Суворов отправил дежурного подполковника произвести следствие и навести в больницах порядок. Командиру дивизии — явиться в главную квартиру.
Вчера утром Киселев приехал. Смущенно поглаживая лысину, он подошел к Столыпину.
Столыпин сказал, что Александр Васильевич еще не выходил из кабинета, и посоветовал Киселеву сегодня не являться.
— Как же так? Да ведь фельдмаршал знает, что я приехал...
— Верно. Плац-майор еще вчера доложил, что вы приехали.
— Ну, так как же мне не являться?
— Не являйтесь! — убеждал Столыпин. — Александр Васильевич еще очень сердит на вас.
Киселев послушался Столыпина и ушел к дежурному генералу Арсеньеву.
«Любопытно: спросит Александр Васильевич сегодня о Киселеве? — подумал теперь, идучи, Столыпин.
Столыпину это интересно было потому, что хотелось проверить: настолько ли он знает Суворова, как ему кажется? За восемь месяцев службы у Суворова он освоился со всеми его привычками и обычаями. Казалось, знал Александра Васильевича, понимал его с полуслова.
Вчера произошел случай, который подтвердил это. В Тульчин входил Смоленский драгунский полк. Суворов поехал за местечко смотреть полк на марше. Он скакал галопом по широкой дороге вдоль растянувшихся эскадронов. Вдруг обернулся к Столыпину и, махнув плетью куда-то в сторону, крикнул:
— Э, а!
Столыпин подскакал к эскадрону и сразу же сообразил в чем дело: эскадрон потерял дистанцию, и потому отстали пушки.
Столыпин приказал артиллерийскому офицеру податься вперед.
Суворов, довольный, махнул Столыпину головой. Фельдмаршал относился к Столыпину хорошо. В первую же субботу, когда Суворов учил войска драться колоннами, он поставил Столыпина с солдатским ружьем в пехотный полк. После ученья пожаловал его в унтер-офицеры. В следующую субботу поставил Столыпина в кавалерийский полк. После ученья произвел в офицеры.
Местечко еще спало. На улицах не было ни души. Шаги Столыпина гулко отдавались на мостовой.
Столыпин подходил к двухэтажному дому графини Потоцкой.
Графиня Потоцкая, статс-дама российского двора, уступила фельдмаршалу первый этаж, а сама со взрослой дочерью помещалась во втором.
Суворов подружился с Потоцкими.
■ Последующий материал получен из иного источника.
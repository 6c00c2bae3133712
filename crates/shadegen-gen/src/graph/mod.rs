//! The shader graph intermediate representation.
//!
//! A [`ShaderGraph`] is an arena of [`ShaderNode`]s addressed by [`NodeId`].
//! Connections are stored on both ends: an input records its [`Source`],
//! and an output (or input socket) records every [`Sink`] it feeds. Input
//! sockets are the graph's published interface (uniforms on a root graph,
//! function parameters on a compound graph); output sockets are its
//! results.
//!
//! Graphs are built by [`build`], prepared for emission by
//! [`ShaderGraph::finalize`], and immutable afterwards.

pub mod build;
pub mod finalize;
pub mod node;
pub mod optimize;
pub mod port;
pub mod traverse;

use std::collections::{BTreeMap, HashMap};

pub use node::{Classification, ScopeInfo, ScopeKind, ShaderNode};
pub use port::{GraphId, NodeId, ShaderPort, Sink, Source};
pub use traverse::{Edge, UpstreamEdges};

use crate::error::{GenError, Result};

/// Whether a graph is the shader being generated or the body of a
/// compound node.
#[derive(Debug, Clone, Copy, PartialEq, Eq)]
pub enum GraphKind {
    Root,
    Compound,
}

/// A DAG of shader nodes with input and output sockets.
#[derive(Debug, Clone)]
pub struct ShaderGraph {
    pub id: GraphId,
    pub name: String,
    pub kind: GraphKind,
    /// Nodedef this graph implements, when it has an interface.
    pub nodedef: Option<String>,
    nodes: BTreeMap<NodeId, ShaderNode>,
    names: HashMap<String, NodeId>,
    next_id: u32,
    input_sockets: Vec<ShaderPort>,
    output_sockets: Vec<ShaderPort>,
    order: Vec<NodeId>,
}

impl ShaderGraph {
    pub fn new(id: GraphId, name: impl Into<String>, kind: GraphKind) -> Self {
        Self {
            id,
            name: name.into(),
            kind,
            nodedef: None,
            nodes: BTreeMap::new(),
            names: HashMap::new(),
            next_id: 0,
            input_sockets: Vec::new(),
            output_sockets: Vec::new(),
            order: Vec::new(),
        }
    }

    /// Add a node, assigning its id. Node names are unique per graph.
    pub fn add_node(&mut self, mut node: ShaderNode) -> Result<NodeId> {
        if self.names.contains_key(&node.name) {
            return Err(GenError::DuplicateNode {
                node: node.name,
                graph: self.name.clone(),
            });
        }
        let id = NodeId(self.next_id);
        self.next_id += 1;
        node.id = id;
        self.names.insert(node.name.clone(), id);
        self.nodes.insert(id, node);
        Ok(id)
    }

    pub fn node(&self, id: NodeId) -> Result<&ShaderNode> {
        self.nodes.get(&id).ok_or_else(|| GenError::UnknownElement {
            name: format!("node {id} in '{}'", self.name),
        })
    }

    pub fn node_mut(&mut self, id: NodeId) -> Result<&mut ShaderNode> {
        let name = &self.name;
        self.nodes.get_mut(&id).ok_or_else(|| GenError::UnknownElement {
            name: format!("node {id} in '{name}'"),
        })
    }

    pub fn node_by_name(&self, name: &str) -> Option<&ShaderNode> {
        self.names.get(name).and_then(|id| self.nodes.get(id))
    }

    pub fn node_id(&self, name: &str) -> Option<NodeId> {
        self.names.get(name).copied()
    }

    /// Nodes in creation order.
    pub fn nodes(&self) -> impl Iterator<Item = &ShaderNode> {
        self.nodes.values()
    }

    pub fn node_ids(&self) -> Vec<NodeId> {
        self.nodes.keys().copied().collect()
    }

    pub fn node_count(&self) -> usize {
        self.nodes.len()
    }

    /// Node ids in topological order, valid after [`ShaderGraph::topological_sort`].
    pub fn order(&self) -> &[NodeId] {
        &self.order
    }

    /// Nodes in topological order.
    pub fn ordered_nodes(&self) -> impl Iterator<Item = &ShaderNode> {
        self.order.iter().filter_map(|id| self.nodes.get(id))
    }

    pub fn input_sockets(&self) -> &[ShaderPort] {
        &self.input_sockets
    }

    pub fn output_sockets(&self) -> &[ShaderPort] {
        &self.output_sockets
    }

    pub fn input_socket_index(&self, name: &str) -> Option<usize> {
        self.input_sockets.iter().position(|s| s.name == name)
    }

    pub fn output_socket_index(&self, name: &str) -> Option<usize> {
        self.output_sockets.iter().position(|s| s.name == name)
    }

    pub fn input_socket_mut(&mut self, index: usize) -> Option<&mut ShaderPort> {
        self.input_sockets.get_mut(index)
    }

    pub fn output_socket_mut(&mut self, index: usize) -> Option<&mut ShaderPort> {
        self.output_sockets.get_mut(index)
    }

    pub fn add_input_socket(&mut self, port: ShaderPort) -> Result<usize> {
        if self.input_socket_index(&port.name).is_some() {
            return Err(GenError::DuplicatePort {
                port: port.name,
                owner: self.name.clone(),
            });
        }
        self.input_sockets.push(port);
        Ok(self.input_sockets.len() - 1)
    }

    pub fn add_output_socket(&mut self, port: ShaderPort) -> Result<usize> {
        if self.output_socket_index(&port.name).is_some() {
            return Err(GenError::DuplicatePort {
                port: port.name,
                owner: self.name.clone(),
            });
        }
        self.output_sockets.push(port);
        Ok(self.output_sockets.len() - 1)
    }

    /// The port a source refers to.
    pub fn source_port(&self, source: Source) -> Result<&ShaderPort> {
        let port = match source {
            Source::Node { node, output } => self.node(node)?.outputs.get(output),
            Source::Socket(index) => self.input_sockets.get(index),
        };
        port.ok_or_else(|| self.unknown_port(format!("{source:?}")))
    }

    fn source_port_mut(&mut self, source: Source) -> Result<&mut ShaderPort> {
        let name = format!("{source:?} in '{}'", self.name);
        let port = match source {
            Source::Node { node, output } => self.node_mut(node)?.outputs.get_mut(output),
            Source::Socket(index) => self.input_sockets.get_mut(index),
        };
        port.ok_or(GenError::UnknownElement { name })
    }

    /// The port a sink refers to.
    pub fn sink_port(&self, sink: Sink) -> Result<&ShaderPort> {
        let port = match sink {
            Sink::Node { node, input } => self.node(node)?.inputs.get(input),
            Sink::Socket(index) => self.output_sockets.get(index),
        };
        port.ok_or_else(|| self.unknown_port(format!("{sink:?}")))
    }

    pub fn sink_port_mut(&mut self, sink: Sink) -> Result<&mut ShaderPort> {
        let name = format!("{sink:?} in '{}'", self.name);
        let port = match sink {
            Sink::Node { node, input } => self.node_mut(node)?.inputs.get_mut(input),
            Sink::Socket(index) => self.output_sockets.get_mut(index),
        };
        port.ok_or(GenError::UnknownElement { name })
    }

    fn unknown_port(&self, what: String) -> GenError {
        GenError::UnknownElement {
            name: format!("{what} in '{}'", self.name),
        }
    }

    /// Human-readable name of a port for diagnostics.
    pub fn sink_name(&self, sink: Sink) -> String {
        match sink {
            Sink::Node { node, input } => match self.nodes.get(&node) {
                Some(n) => format!(
                    "{}.{}",
                    n.name,
                    n.inputs.get(input).map_or("?", |p| p.name.as_str())
                ),
                None => format!("{node}"),
            },
            Sink::Socket(index) => self
                .output_sockets
                .get(index)
                .map_or_else(|| format!("output {index}"), |p| p.name.clone()),
        }
    }

    pub fn source_name(&self, source: Source) -> String {
        match source {
            Source::Node { node, output } => match self.nodes.get(&node) {
                Some(n) => format!(
                    "{}.{}",
                    n.name,
                    n.outputs.get(output).map_or("?", |p| p.name.as_str())
                ),
                None => format!("{node}"),
            },
            Source::Socket(index) => self
                .input_sockets
                .get(index)
                .map_or_else(|| format!("input {index}"), |p| p.name.clone()),
        }
    }

    /// Connect `source` to `sink`, replacing any previous connection of the
    /// sink. Types must match unless the sink swizzles its source.
    pub fn connect(&mut self, source: Source, sink: Sink) -> Result<()> {
        let from = self.source_port(source)?;
        let to = self.sink_port(sink)?;
        if from.ty != to.ty && to.channels.is_none() {
            return Err(GenError::TypeMismatch {
                from: self.source_name(source),
                from_ty: from.ty,
                to: self.sink_name(sink),
                to_ty: to.ty,
            });
        }
        if self.sink_port(sink)?.connection.is_some() {
            self.disconnect(sink)?;
        }
        self.sink_port_mut(sink)?.connection = Some(source);
        self.source_port_mut(source)?.connections.push(sink);
        Ok(())
    }

    /// Remove the upstream connection of `sink`, if any.
    pub fn disconnect(&mut self, sink: Sink) -> Result<()> {
        let Some(source) = self.sink_port_mut(sink)?.connection.take() else {
            return Ok(());
        };
        if let Ok(port) = self.source_port_mut(source) {
            port.connections.retain(|s| *s != sink);
        }
        Ok(())
    }

    /// Route the consumers of `node`'s output `output` to the upstream of
    /// its input `input`, then detach the node.
    ///
    /// An unconnected input's value is copied onto the consumers instead.
    /// A swizzle on the bypassed input moves onto consumers that have none.
    pub fn bypass(&mut self, id: NodeId, input: usize, output: usize) -> Result<()> {
        let node = self.node(id)?;
        let in_port = node
            .inputs
            .get(input)
            .ok_or_else(|| self.unknown_port(format!("input {input} of '{}'", node.name)))?;
        let upstream = in_port.connection;
        let value = in_port.value.clone();
        let channels = in_port.channels.clone();
        let downstream = node
            .outputs
            .get(output)
            .ok_or_else(|| self.unknown_port(format!("output {output} of '{}'", node.name)))?
            .connections
            .clone();

        for sink in downstream {
            self.disconnect(sink)?;
            match upstream {
                Some(source) => {
                    let port = self.sink_port_mut(sink)?;
                    if port.channels.is_none() {
                        port.channels = channels.clone();
                    }
                    port.connection = Some(source);
                    self.source_port_mut(source)?.connections.push(sink);
                }
                None => {
                    let port = self.sink_port_mut(sink)?;
                    port.value = value.clone();
                }
            }
        }
        self.disconnect(Sink::Node { node: id, input })?;
        log::trace!("bypassed node '{}'", self.node(id)?.name);
        Ok(())
    }

    /// Remove a node and every connection touching it.
    pub fn remove_node(&mut self, id: NodeId) -> Result<()> {
        let node = self.node(id)?;
        let inputs = node.inputs.len();
        let downstream: Vec<Sink> = node
            .outputs
            .iter()
            .flat_map(|o| o.connections.iter().copied())
            .collect();
        for input in 0..inputs {
            self.disconnect(Sink::Node { node: id, input })?;
        }
        for sink in downstream {
            self.disconnect(sink)?;
        }
        if let Some(node) = self.nodes.remove(&id) {
            self.names.remove(&node.name);
        }
        self.order.retain(|n| *n != id);
        Ok(())
    }

    /// Upstream nodes directly feeding `id`.
    fn upstream_node_ids(&self, id: NodeId) -> impl Iterator<Item = NodeId> + '_ {
        self.nodes
            .get(&id)
            .into_iter()
            .flat_map(|n| n.inputs.iter())
            .filter_map(|i| match i.connection {
                Some(Source::Node { node, .. }) => Some(node),
                _ => None,
            })
    }

    /// Order the nodes so every node comes after the nodes it reads from.
    ///
    /// Kahn's algorithm over node-to-node edges; ties are broken by node id
    /// so the order is stable across runs. A cycle fails with
    /// [`GenError::FoundCycle`] naming the nodes on it.
    pub fn topological_sort(&mut self) -> Result<()> {
        let mut in_degree: BTreeMap<NodeId, usize> = self.nodes.keys().map(|id| (*id, 0)).collect();
        let mut downstream: BTreeMap<NodeId, Vec<NodeId>> = BTreeMap::new();
        for id in self.nodes.keys() {
            for up in self.upstream_node_ids(*id) {
                *in_degree.entry(*id).or_default() += 1;
                downstream.entry(up).or_default().push(*id);
            }
        }

        let mut queue: Vec<NodeId> = in_degree
            .iter()
            .filter(|(_, &deg)| deg == 0)
            .map(|(id, _)| *id)
            .collect();
        queue.sort_by(|a, b| b.cmp(a));

        let mut result = Vec::with_capacity(self.nodes.len());
        while let Some(id) = queue.pop() {
            result.push(id);
            for target in downstream.get(&id).into_iter().flatten() {
                if let Some(deg) = in_degree.get_mut(target) {
                    *deg -= 1;
                    if *deg == 0 {
                        queue.push(*target);
                    }
                }
            }
            queue.sort_by(|a, b| b.cmp(a));
        }

        if result.len() != self.nodes.len() {
            let stuck = in_degree
                .iter()
                .find(|(_, &deg)| deg > 0)
                .map(|(id, _)| *id);
            let path = stuck
                .and_then(|id| self.find_cycle(id))
                .unwrap_or_else(|| vec![self.name.clone()]);
            return Err(GenError::FoundCycle { path });
        }
        self.order = result;
        Ok(())
    }
}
Он часто ходил к графине посидеть и поговорить. Потоцкие навещали Александра Васильевича.
Молодые офицеры из штаба Суворова засматривались на хорошенькую дочь графини, перешептывались с графиниными горничными.
Подходя к дому, Столыпин по привычке обдернул мундир, осмотрелся, все ли в порядке.
Второй этаж был еще темен. В раскрытых окнах чуть шевелились под легким ветерком, белели шелковые занавески.
Лишь в одном окне первого этажа — в камердинерской Суворова — светился огонек.

У высокого крыльца стоял, отбиваясь от назойливых комаров, часовой.
Столыпин поднялся по ступенькам, прошел переднюю, где, растянувшись на скамейке, храпел вестовой, и вошел в следующую комнату. В ней спали Прошка, повар и фельдшер Наум.
Столыпин не без труда растолкал главного камердинера, который упорно не желал пробуждаться.
Александр Васильевич приказал поднять его пораньше.
Прошка, зевая и чертыхаясь, сел. Ткнул кулаком в бок Мишку-повара:
— Вставай, увалень!
И поплелся будить «самого».
Через секунду из спальни донесся приятный басок фельдмаршала.
Суворов проснулся бодрый, живой, веселый. Он все дни пребывал в отменном настроении. Еще бы — наступил сезон его удовольствий: ученья в поле, лагери, беспрестанное движение и множество разнообразных дел. Покоя и безделья не выносила его кипучая натура.
Прошка и вестовой понесли в спальню два ведра воды и громадный таз. Начинался день, начинались обязательные, неоднократные обливания водой.
А повар пошел кипятить в печке чай. Как все старики, Суворов любил, чтобы еда и чай были горячими. Потому повар кипятил чай тут же, при нем, в спальне.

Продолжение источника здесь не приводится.